(A new question of the week)
Having just looked at L’Hôpital’s Rule, we can conclude with a look at a recent question about it, to illustrate the reality of struggling to apply it (and the process we go through to help a student find an error).
Subhajit wrote this a couple months ago:
I am unable to solve the below problem. I will be highly obliged if you kindly solve this problem.

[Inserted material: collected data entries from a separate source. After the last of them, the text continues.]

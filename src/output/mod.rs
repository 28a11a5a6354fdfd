pub mod human;

use serde::Serialize;
use serde_json::{Value, json};

/// Machine-readable failure category carried in the error envelope.
#[derive(Debug, Clone, Copy, Serialize, PartialEq, Eq)]
#[serde(rename_all = "snake_case")]
pub enum ErrorCode {
    /// Config file could not be read back or written as TOML.
    ConfigError,
    /// A `--batch` payload was not valid JSON.
    InvalidJson,
    IoError,
    /// A value was rejected before any computation ran.
    InvalidInput,
}

impl ErrorCode {
    /// Pick the code from the innermost error type that carries meaning.
    pub fn classify(err: &anyhow::Error) -> Self {
        for cause in err.chain() {
            if cause.is::<toml::de::Error>() || cause.is::<toml::ser::Error>() {
                return Self::ConfigError;
            }
            if cause.is::<serde_json::Error>() {
                return Self::InvalidJson;
            }
            if cause.is::<std::io::Error>() {
                return Self::IoError;
            }
        }
        Self::InvalidInput
    }
}

/// Standard JSON envelope wrapping every command's output.
pub fn success(command: &str, data: Value) -> Value {
    json!({
        "status": "ok",
        "command": command,
        "data": data,
        "error": null
    })
}

pub fn error(command: &str, code: ErrorCode, message: &str) -> Value {
    json!({
        "status": "error",
        "command": command,
        "data": null,
        "error": {
            "code": code,
            "message": message
        }
    })
}
use crate::models::nutrient::{NutrientGoal, sanitize_amount};
use crate::models::progress::{Band, ProgressResult, Thresholds};

/// Ceiling used when the supplied one is unusable: no visual overflow.
pub const FALLBACK_CEILING: f64 = 1.0;

/// Project a goal into its progress snapshot.
///
/// Total over all inputs: negative or non-finite amounts count as zero, an
/// unusable ceiling falls back to [`FALLBACK_CEILING`] and invalid
/// thresholds fall back to [`Thresholds::default`]. A zero goal yields a
/// zero fraction in the `Normal` band.
pub fn compute_progress(
    goal: &NutrientGoal,
    ceiling: f64,
    thresholds: &Thresholds,
) -> ProgressResult {
    let goal_amount = sanitize_amount(goal.goal_amount);
    let consumed = sanitize_amount(goal.consumed_amount);
    let ceiling = sanitize_ceiling(ceiling);
    let thresholds = thresholds.or_default();

    if goal_amount == 0.0 {
        return ProgressResult {
            goal_amount,
            consumed_amount: consumed,
            fraction_of_goal: 0.0,
            percent_of_goal: 0.0,
            unclamped_percent: 0.0,
            remaining: 0.0,
            over_amount: 0.0,
            band: Band::Normal,
        };
    }

    let ratio = consumed / goal_amount;
    let fraction_of_goal = ratio.min(ceiling);

    ProgressResult {
        goal_amount,
        consumed_amount: consumed,
        fraction_of_goal,
        percent_of_goal: to_percent(fraction_of_goal),
        unclamped_percent: to_percent(ratio),
        remaining: (goal_amount - consumed).max(0.0),
        over_amount: (consumed - goal_amount).max(0.0),
        band: classify_band(ratio, &thresholds),
    }
}

/// Band for an unclamped ratio. Lower cut points are inclusive; an infinite
/// ratio is exceeded and NaN is normal.
pub fn classify_band(ratio: f64, thresholds: &Thresholds) -> Band {
    let thresholds = thresholds.or_default();
    if ratio.is_nan() || ratio < thresholds.approaching {
        Band::Normal
    } else if ratio < thresholds.exceeded {
        Band::Approaching
    } else {
        Band::Exceeded
    }
}

/// Percentage of a ratio, saturating at `f64::MAX` so it always serializes.
fn to_percent(ratio: f64) -> f64 {
    let percent = ratio * 100.0;
    if percent.is_finite() { percent } else { f64::MAX }
}

fn sanitize_ceiling(ceiling: f64) -> f64 {
    if ceiling.is_finite() && ceiling > 0.0 {
        ceiling
    } else {
        FALLBACK_CEILING
    }
}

\(\displaystyle\lim_{x\rightarrow 0}\frac{\sinh x – x}{\sin x – x \cos x}\)
This is a classic example calling for L’Hôpital’s Rule, with the form 0/0.
If you are not familiar with “sinh”, the hyperbolic sine, see:
Hyperbolic Functions
They are similar to trigonometric functions, but based on a hyperbola. The value of \(\sinh 0\) is 0. The derivative of \(\sinh x\) is \(\cosh x\), and the derivative of \(\cosh x\) is \(\sinh x\).
After trying it out to see what difficulties he might face, I replied:
Have you tried L’Hopital’s Rule? You will have to apply it three times, until you no longer get the form 0/0.
If you need more help, please do as we ask on the submission page, and show your work (including why you are stuck), so we can know what kind of help you need.
I was supposing that the need to apply the rule repeatedly might be his issue, and hoping to see from his work if something else was going wrong.
He wrote back, only describing what he did, and giving his answer:
I apply L’hospital’s rule five times and the result comes out. Ans is -1/2.
Thanks for your support.
Both the number of repetitions, and the answer, were wrong; so I needed more in order to help. I said,
I applied the rule 3 times, and got +1/2, which agrees with the graph of the function:
I wonder if you might have failed to notice after three times that the expression no longer satisfied the requirements for L’Hopital, and should just be substituted. But if I do that, I get -1/4, not your -1/2. Perhaps you just made an arithmetic error somewhere.
This time, he responded by showing his work, using an image of handwritten work, as students often do (which was very difficult under the old system):
Sir, after applying three time L’Hospital’s rule I get the below form. If I put the limit it gives 1/0 which is undefined.
This is very well written, so I could easily see everything he did. He is close; he has apparently corrected one error (continuing too far – a very easy mistake to make), but has left another uncorrected. So we’ve made good progress.
I replied:
There is a sign error on your next to last line. Of course, since 1/0 is not a form suitable to L’Hopital’s rule, if you were correct, the limit would be undefined as you say.
That was the help he needed; he answered,
Thanks sir, I got it.
Mission accomplished; but let’s carry it to completion, for your sake! Here is the entire work, for the three steps:
$$\displaystyle\lim_{x\rightarrow 0}\frac{\sinh x – x}{\sin x – x \cos x} =\\ \lim_{x\rightarrow 0}\frac{\cosh x – 1}{\cos x – \cos x + x \sin x} = \lim_{x\rightarrow 0}\frac{\cosh x – 1}{x \sin x} \text{ [= 0/0]} =\\ \lim_{x\rightarrow 0}\frac{\sinh x}{\sin x + x \cos x} \text{ [= 0/0]} =\\ \lim_{x\rightarrow 0}\frac{\cosh x}{\cos x + \cos x – x \sin x} = \lim_{x\rightarrow 0}\frac{\cosh x}{2\cos x – x \sin x} = \frac{1}{2}$$
And we’re finished.
Now, if he had not noticed that his incorrect third step was 1/0, and continued, he would have done what he originally said, taking two more steps and reaching -1/2. (Try it.) So it is very likely that his error was two-fold: the sign error, and not stopping when it was no longer 0/0. Those are both easy mistakes to make, once you have momentum! So this is a good lesson in what to watch out for, and also good practice in differentiating carefully.